[1] E por que é surpreendente que os desejos da mente pela fruição da beleza sejam impotentes?
[2] É por esta razão, certamente, que José, de temperança exemplar, é elogiado, pois através do esforço da mente ele superou o desejo sexual.
[3] Quando ele era jovem e estava no auge do vigor para o coito, por meio da razão anulou o frenesi das paixões.
[4] Não é apenas sobre o desejo frenético da sexualidade que a razão demonstra seu poder, mas também sobre todos os outros desejos.
[5] Assim, a lei diz: “Não cobiçarás a mulher do teu próximo, nem coisa alguma que pertença ao teu próximo”.
[6] Na verdade, visto que a lei nos ordena não cobiçar, posso demonstrar ainda mais claramente que a razão é capaz de controlar os desejos, bem como as emoções que impedem alguém de praticar a justiça.
[7] De outro modo, como poderia alguém que é habitualmente um glutão solitário, um gormandizer ou mesmo um bêbado aprender uma vida melhor, a menos que a razão seja claramente senhora das emoções?
[8] Assim, logo que um homem adota um estilo de vida conforme a lei, mesmo que seja amante do dinheiro, ele é forçado a agir contra sua inclinação natural, emprestando sem juros aos necessitados e cancelando a dívida quando chega o sétimo ano.
[9] Se alguém é ganancioso, ele é governado pela lei através de sua razão, de modo que não recolhe toda a sua colheita nem reúne as uvas que ficam na vinha após a primeira colheita. Em todas essas coisas podemos reconhecer que a razão governa as emoções.
[10] Pois a lei prevalece até mesmo sobre o afeto pelos pais, de modo que a virtude não seja abandonada por causa deles.
[11] Ela é superior ao amor pela esposa, de modo que alguém a repreende quando ela transgride a lei.
[12] Ela tem precedência sobre o amor pelos filhos, de modo que estes são castigados por seus erros.
[13] Ela é soberana até sobre a amizade, de modo que alguém repreende os amigos quando agem perversamente.
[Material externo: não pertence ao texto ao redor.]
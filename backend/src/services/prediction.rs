//! Severity prediction for a place and day

use std::collections::BTreeMap;

use chrono::{Datelike, NaiveDate};
use shared::{
    parse_flexible_date, validate_coordinates, GpsCoordinates, PredictionQuery,
    PredictionResponse, Severity, SEVERITY_LABELS,
};

use crate::config::Config;
use crate::error::{AppError, AppResult};
use crate::services::boosting::argmax;
use crate::services::classifier::SeverityClassifier;
use crate::services::corpus::read_corpus;
use crate::services::features::FeatureVector;
use crate::services::historical::HistoricalAverager;

/// Parse a query date, trying the day-first `D.M.YYYY` form before ISO
pub fn parse_query_date(text: &str) -> AppResult<NaiveDate> {
    let trimmed = text.trim();
    NaiveDate::parse_from_str(trimmed, "%d.%m.%Y")
        .ok()
        .or_else(|| parse_flexible_date(trimmed))
        .ok_or_else(|| AppError::InvalidDate(trimmed.to_string()))
}

/// Loaded model plus the weather history it predicts from
pub struct PredictionService {
    classifier: SeverityClassifier,
    averager: HistoricalAverager,
}

impl PredictionService {
    pub fn new(classifier: SeverityClassifier, averager: HistoricalAverager) -> Self {
        Self {
            classifier,
            averager,
        }
    }

    /// Load the model artifact and the enriched corpus named in the configuration
    pub fn load(config: &Config) -> AppResult<Self> {
        let classifier = SeverityClassifier::load(&config.model_path)?;
        let corpus = read_corpus(&config.enriched_corpus_path)?;
        let averager = HistoricalAverager::new(&corpus, config.nearest_neighbor_k);

        tracing::info!(
            "Prediction service ready: {} history rows from {} stations",
            averager.row_count(),
            averager.station_count()
        );

        Ok(Self::new(classifier, averager))
    }

    pub fn classifier(&self) -> &SeverityClassifier {
        &self.classifier
    }

    /// Most likely severity at a place on a day, with the full distribution
    pub fn predict(&self, query: &PredictionQuery) -> AppResult<PredictionResponse> {
        let date = parse_query_date(&query.date)?;

        if !query.lat.is_finite() || !query.lon.is_finite() {
            return Err(AppError::validation(
                "coordinates",
                "Coordinates must be numbers",
                "Koordinaattien on oltava lukuja",
            ));
        }
        validate_coordinates(query.lat, query.lon).map_err(|msg| {
            AppError::validation("coordinates", msg, "Koordinaatit ovat sallitun alueen ulkopuolella")
        })?;

        let point = GpsCoordinates::new(query.lat, query.lon);
        let estimate = self.averager.estimate(point, date.month())?;

        let features = FeatureVector::build(query.lat, query.lon, &estimate.weather, date);
        let probabilities = self.classifier.predict_proba(&features);
        let level = argmax(&probabilities);

        let probability_by_class: BTreeMap<String, f64> = SEVERITY_LABELS
            .iter()
            .zip(probabilities)
            .map(|(label, p)| (label.to_string(), p))
            .collect();

        let severity = Severity::new(level as u8).unwrap_or(Severity::NONE);

        tracing::debug!(
            "Predicted {} for {} on {} (fallback: {})",
            severity,
            query.label,
            date,
            estimate.fallback
        );

        Ok(PredictionResponse {
            location: query.label.clone(),
            date: date.format("%d.%m.%Y").to_string(),
            weather_used: estimate.weather,
            weather_fallback: estimate.fallback,
            weather_rows: estimate.rows_used,
            predicted_class: severity.label().to_string(),
            predicted_level: severity.level(),
            probability_by_class,
        })
    }
}

#[cfg(test)]
mod tests {
    use super::*;

    #[test]
    fn test_parse_query_date_formats() {
        let expected = NaiveDate::from_ymd_opt(2024, 7, 5).unwrap();
        assert_eq!(parse_query_date("5.7.2024").unwrap(), expected);
        assert_eq!(parse_query_date("05.07.2024").unwrap(), expected);
        assert_eq!(parse_query_date("2024-07-05").unwrap(), expected);
        assert_eq!(parse_query_date("2024-07-05T12:30:00").unwrap(), expected);
    }

    #[test]
    fn test_parse_query_date_rejects_garbage() {
        assert!(matches!(
            parse_query_date("next tuesday"),
            Err(AppError::InvalidDate(_))
        ));
        assert!(parse_query_date("31.2.2024").is_err());
    }
}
[14] Não considero paradoxal que a razão, por meio da lei, possa prevalecer até sobre a inimizade: as árvores frutíferas do inimigo não são cortadas, mas preservadas; e a propriedade dos inimigos é protegida dos destruidores, ajudando-se até a levantar aquilo que caiu.
[15] É evidente que as regras da razão dominam até as emoções mais violentas: o desejo de poder, a vaidade, a vanglória, a arrogância e a maldade.
[16] Pois a mente temperada repele todas essas emoções malignas, assim como repele a ira, pois é soberana também sobre ela.
[17] Quando Moisés se irou contra Datã e Abirão, não fez nada contra eles movido pela ira, mas controlou sua indignação pela razão.
[18] Pois, como já foi dito, a mente temperada é capaz de dominar as emoções, corrigindo algumas e enfraquecendo outras.
[19] Por que outra razão Jacó, nosso pai muito sábio, censurou as famílias de Simeão e Levi por seu massacre irracional de toda a tribo dos siquemitas, dizendo: “Maldito seja o seu furor”?
[20] Pois, se a razão não fosse capaz de controlar a ira, ele não teria falado dessa maneira.
[21] Quando Deus formou o homem, plantou nele emoções e inclinações.
[22] Ao mesmo tempo, porém, entronizou a mente entre os sentidos como um governante sagrado sobre todos eles.
[23] À mente ele deu a lei, e aquele que vive sujeito a essa regra será como um reino governado com temperança, justiça, bondade e coragem.
[24] Como então se pode dizer que, se a razão é a mestra das emoções, ela não controla também o esquecimento e a ignorância?